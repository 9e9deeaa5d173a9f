//! Tokenizer for the XPointer Framework grammar.
//!
//! ```text
//! Pointer      := Shorthand | SchemeBased
//! Shorthand    := NCName
//! SchemeBased  := PointerPart (S? PointerPart)*
//! PointerPart  := QName '(' SchemeData ')'
//! SchemeData   := EscapedData*
//! EscapedData  := NormalChar | '^(' | '^)' | '^^' | '(' SchemeData ')'
//! ```
//!
//! A scheme-based pointer part scans to
//! `SchemeName, OpenParen, SchemeData, CloseParen`. Scheme data keeps
//! balanced nested parentheses verbatim and unescapes the `^` escapes.
//! Data without escapes is borrowed from the input.

use std::borrow::Cow;

use memchr::memchr3;

use crate::chars::{classify, scan_ncname, CharClass};
use crate::error::{ErrorCode, Result, XPointerError};

/// A framework-level token.
#[derive(Debug, Clone, PartialEq, Eq)]
pub enum Token<'a> {
    OpenParen,
    CloseParen,
    /// Bare NCName pointer
    Shorthand(&'a str),
    /// Scheme QName; `prefix` is `None` for unprefixed names
    SchemeName {
        prefix: Option<&'a str>,
        local: &'a str,
    },
    /// Unescaped scheme data
    SchemeData(Cow<'a, str>),
}

impl Token<'_> {
    /// Full scheme name (`prefix:local` or `local`).
    pub fn qualified_name(prefix: Option<&str>, local: &str) -> String {
        match prefix {
            Some(prefix) => format!("{}:{}", prefix, local),
            None => local.to_string(),
        }
    }
}

/// Tokenize a complete XPointer expression.
pub fn tokenize(expression: &str) -> Result<Vec<Token<'_>>> {
    let mut scanner = Scanner::new(expression);
    scanner.scan_expression()?;
    Ok(scanner.tokens)
}

struct Scanner<'a> {
    input: &'a str,
    pos: usize,
    tokens: Vec<Token<'a>>,
}

impl<'a> Scanner<'a> {
    fn new(input: &'a str) -> Self {
        Self {
            input,
            pos: 0,
            tokens: Vec::new(),
        }
    }

    fn error(&self, code: ErrorCode) -> XPointerError {
        XPointerError::new(code, self.input)
    }

    #[inline]
    fn rest(&self) -> &'a str {
        &self.input[self.pos..]
    }

    #[inline]
    fn peek(&self) -> Option<char> {
        self.rest().chars().next()
    }

    fn skip_whitespace(&mut self) {
        while let Some(ch) = self.peek() {
            if classify(ch) != CharClass::Whitespace {
                break;
            }
            self.pos += 1;
        }
    }

    fn scan_expression(&mut self) -> Result<()> {
        self.skip_whitespace();
        if self.pos == self.input.len() {
            return Err(self.error(ErrorCode::EmptyXPointerExpression));
        }

        while let Some(ch) = self.peek() {
            match classify(ch) {
                CharClass::CloseParen => return Err(self.error(ErrorCode::UnbalancedParenthesis)),
                CharClass::OpenParen => return Err(self.error(ErrorCode::InvalidXPointerExpression)),
                _ => self.scan_pointer_part()?,
            }
            self.skip_whitespace();
        }
        Ok(())
    }

    fn scan_name(&mut self) -> Result<&'a str> {
        let len = scan_ncname(self.rest());
        if len == 0 {
            let code = if self.tokens.is_empty() {
                ErrorCode::InvalidShortHandPointer
            } else {
                ErrorCode::InvalidXPointerToken
            };
            return Err(self.error(code));
        }
        let name = &self.rest()[..len];
        self.pos += len;
        Ok(name)
    }

    /// Scan one pointer part: a shorthand name or `QName(data)`.
    fn scan_pointer_part(&mut self) -> Result<()> {
        let first = self.scan_name()?;

        let (prefix, local) = if self.peek() == Some(':') {
            self.pos += 1;
            let local_len = scan_ncname(self.rest());
            if local_len == 0 {
                return Err(self.error(ErrorCode::InvalidXPointerToken));
            }
            let local = &self.rest()[..local_len];
            self.pos += local_len;
            (Some(first), local)
        } else {
            (None, first)
        };

        match self.peek().map(classify) {
            Some(CharClass::OpenParen) => {
                self.tokens.push(Token::SchemeName { prefix, local });
                self.scan_scheme_body()
            }
            // A shorthand pointer is a bare NCName; a QName only ever names a scheme.
            None | Some(CharClass::Whitespace) if prefix.is_none() => {
                self.tokens.push(Token::Shorthand(local));
                Ok(())
            }
            _ => Err(self.error(ErrorCode::InvalidXPointerExpression)),
        }
    }

    /// Scan `'(' SchemeData ')'`, checking the part's parentheses balance.
    fn scan_scheme_body(&mut self) -> Result<()> {
        self.pos += 1;
        self.tokens.push(Token::OpenParen);
        let open_count = 1usize;

        let start = self.pos;
        let mut unescaped = String::new();
        self.scan_data(&mut unescaped)?;
        let raw = &self.input[start..self.pos];
        // Every escape shortens the data by one byte.
        let data = if unescaped.len() == raw.len() {
            Cow::Borrowed(raw)
        } else {
            Cow::Owned(unescaped)
        };
        self.tokens.push(Token::SchemeData(data));

        self.pos += 1;
        self.tokens.push(Token::CloseParen);
        let mut close_count = 1usize;
        while self.peek() == Some(')') {
            close_count += 1;
            self.pos += 1;
        }
        if open_count != close_count {
            return Err(self.error(ErrorCode::UnbalancedParenthesis));
        }
        Ok(())
    }

    /// Scan scheme data up to (not including) the `)` that closes it.
    ///
    /// Nested `(...)` groups are copied through verbatim; `depth` counts the
    /// groups still open.
    fn scan_data(&mut self, out: &mut String) -> Result<()> {
        let mut depth = 0usize;
        loop {
            let rest = self.rest();
            let Some(offset) = memchr3(b'(', b')', b'^', rest.as_bytes()) else {
                return Err(self.error(ErrorCode::SchemeDataNotFollowedByCloseParenthesis));
            };
            out.push_str(&rest[..offset]);
            self.pos += offset;

            match rest.as_bytes()[offset] {
                b'(' => {
                    out.push('(');
                    self.pos += 1;
                    depth += 1;
                }
                b')' if depth == 0 => return Ok(()),
                b')' => {
                    out.push(')');
                    self.pos += 1;
                    depth -= 1;
                }
                _ => match self.input.as_bytes().get(self.pos + 1) {
                    Some(&escaped @ (b'(' | b')' | b'^')) => {
                        out.push(escaped as char);
                        self.pos += 2;
                    }
                    Some(_) => return Err(self.error(ErrorCode::InvalidSchemeData)),
                    None => {
                        return Err(self.error(ErrorCode::SchemeDataNotFollowedByCloseParenthesis))
                    }
                },
            }
        }
    }
}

# # #

#### Instructions for the task:
In the entries above, find each line containing the string "SchemeBased" and copy it.

#### Response box:
//! Pointer      := Shorthand | SchemeBased
//! SchemeBased  := PointerPart (S? PointerPart)*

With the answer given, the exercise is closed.